PROBLEM TO SOLVE: Among the entries below, how many lines have the string "rules" in them? Only the number should be given.

Dataset entries:
-=-=-=-=-

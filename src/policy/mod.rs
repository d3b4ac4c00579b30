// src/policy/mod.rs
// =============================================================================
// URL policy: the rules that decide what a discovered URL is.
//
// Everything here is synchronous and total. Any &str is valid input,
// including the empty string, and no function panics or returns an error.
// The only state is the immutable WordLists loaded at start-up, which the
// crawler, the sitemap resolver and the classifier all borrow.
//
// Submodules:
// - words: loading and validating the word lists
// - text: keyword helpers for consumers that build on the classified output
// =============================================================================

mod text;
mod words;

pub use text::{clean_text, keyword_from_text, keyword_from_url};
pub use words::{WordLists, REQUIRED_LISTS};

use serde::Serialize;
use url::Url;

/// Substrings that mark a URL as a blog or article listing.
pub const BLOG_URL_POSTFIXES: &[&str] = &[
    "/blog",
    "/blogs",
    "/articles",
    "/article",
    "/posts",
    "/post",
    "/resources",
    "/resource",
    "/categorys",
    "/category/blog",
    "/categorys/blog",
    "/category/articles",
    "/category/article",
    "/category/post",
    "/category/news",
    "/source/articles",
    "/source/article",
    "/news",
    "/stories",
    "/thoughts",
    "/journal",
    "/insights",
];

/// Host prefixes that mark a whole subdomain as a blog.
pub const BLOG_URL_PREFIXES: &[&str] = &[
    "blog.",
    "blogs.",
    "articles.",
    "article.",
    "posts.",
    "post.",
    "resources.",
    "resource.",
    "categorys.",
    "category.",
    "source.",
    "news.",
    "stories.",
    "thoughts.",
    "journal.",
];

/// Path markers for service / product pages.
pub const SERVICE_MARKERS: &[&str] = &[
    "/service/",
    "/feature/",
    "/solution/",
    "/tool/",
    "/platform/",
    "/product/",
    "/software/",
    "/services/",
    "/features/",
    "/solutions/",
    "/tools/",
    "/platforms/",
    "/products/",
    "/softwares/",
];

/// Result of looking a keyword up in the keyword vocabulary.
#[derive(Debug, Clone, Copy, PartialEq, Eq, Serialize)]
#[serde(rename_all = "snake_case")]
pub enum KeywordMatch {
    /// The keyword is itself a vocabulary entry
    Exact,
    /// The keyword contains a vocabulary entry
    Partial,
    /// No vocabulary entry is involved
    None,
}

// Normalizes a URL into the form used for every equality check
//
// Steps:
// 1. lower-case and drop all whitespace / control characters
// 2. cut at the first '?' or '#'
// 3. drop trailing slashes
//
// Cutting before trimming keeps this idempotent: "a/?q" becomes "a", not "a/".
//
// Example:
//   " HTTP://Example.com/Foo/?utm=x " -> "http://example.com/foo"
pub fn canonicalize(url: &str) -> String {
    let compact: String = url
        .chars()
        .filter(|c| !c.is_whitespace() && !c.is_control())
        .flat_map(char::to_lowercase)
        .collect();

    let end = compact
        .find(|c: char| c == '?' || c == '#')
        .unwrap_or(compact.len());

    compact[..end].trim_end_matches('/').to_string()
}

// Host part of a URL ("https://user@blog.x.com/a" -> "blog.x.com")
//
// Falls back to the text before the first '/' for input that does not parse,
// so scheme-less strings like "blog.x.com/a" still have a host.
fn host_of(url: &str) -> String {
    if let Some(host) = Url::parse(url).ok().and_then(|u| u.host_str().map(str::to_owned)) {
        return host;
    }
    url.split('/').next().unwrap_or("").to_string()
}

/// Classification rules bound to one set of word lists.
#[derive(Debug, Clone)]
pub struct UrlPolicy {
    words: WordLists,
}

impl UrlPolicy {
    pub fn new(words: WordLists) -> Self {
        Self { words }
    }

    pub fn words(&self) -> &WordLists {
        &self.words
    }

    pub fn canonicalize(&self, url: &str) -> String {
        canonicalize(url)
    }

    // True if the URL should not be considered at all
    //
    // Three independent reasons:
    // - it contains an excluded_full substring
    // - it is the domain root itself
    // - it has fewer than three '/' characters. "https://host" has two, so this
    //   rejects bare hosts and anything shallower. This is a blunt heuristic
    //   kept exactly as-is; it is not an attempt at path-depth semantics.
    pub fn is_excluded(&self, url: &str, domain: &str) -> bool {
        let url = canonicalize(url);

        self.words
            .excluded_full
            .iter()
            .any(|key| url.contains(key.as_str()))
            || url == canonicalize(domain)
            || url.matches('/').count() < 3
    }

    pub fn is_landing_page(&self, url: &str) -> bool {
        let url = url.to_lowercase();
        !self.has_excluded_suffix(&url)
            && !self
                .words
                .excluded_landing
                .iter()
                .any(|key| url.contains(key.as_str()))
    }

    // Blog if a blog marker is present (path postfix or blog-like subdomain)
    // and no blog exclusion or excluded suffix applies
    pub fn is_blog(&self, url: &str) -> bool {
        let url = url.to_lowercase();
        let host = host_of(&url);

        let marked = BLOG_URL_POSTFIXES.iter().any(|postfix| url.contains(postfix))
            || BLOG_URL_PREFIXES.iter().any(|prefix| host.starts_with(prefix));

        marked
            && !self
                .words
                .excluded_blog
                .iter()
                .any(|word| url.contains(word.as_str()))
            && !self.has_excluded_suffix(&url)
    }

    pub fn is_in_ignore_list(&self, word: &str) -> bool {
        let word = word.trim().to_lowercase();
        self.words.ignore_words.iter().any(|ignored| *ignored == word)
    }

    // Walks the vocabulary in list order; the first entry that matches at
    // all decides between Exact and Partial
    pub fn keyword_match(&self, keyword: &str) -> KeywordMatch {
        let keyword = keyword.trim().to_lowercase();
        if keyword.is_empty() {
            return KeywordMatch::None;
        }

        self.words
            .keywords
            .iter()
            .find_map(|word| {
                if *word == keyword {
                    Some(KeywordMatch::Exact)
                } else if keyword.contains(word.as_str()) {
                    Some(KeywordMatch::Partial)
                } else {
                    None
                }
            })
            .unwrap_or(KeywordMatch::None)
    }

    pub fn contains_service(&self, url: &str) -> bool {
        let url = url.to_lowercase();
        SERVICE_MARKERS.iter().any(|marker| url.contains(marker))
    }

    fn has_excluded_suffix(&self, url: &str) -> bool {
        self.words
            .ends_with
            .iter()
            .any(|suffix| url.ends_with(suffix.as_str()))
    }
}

-=-=-=-=-

THE ANSWER: 2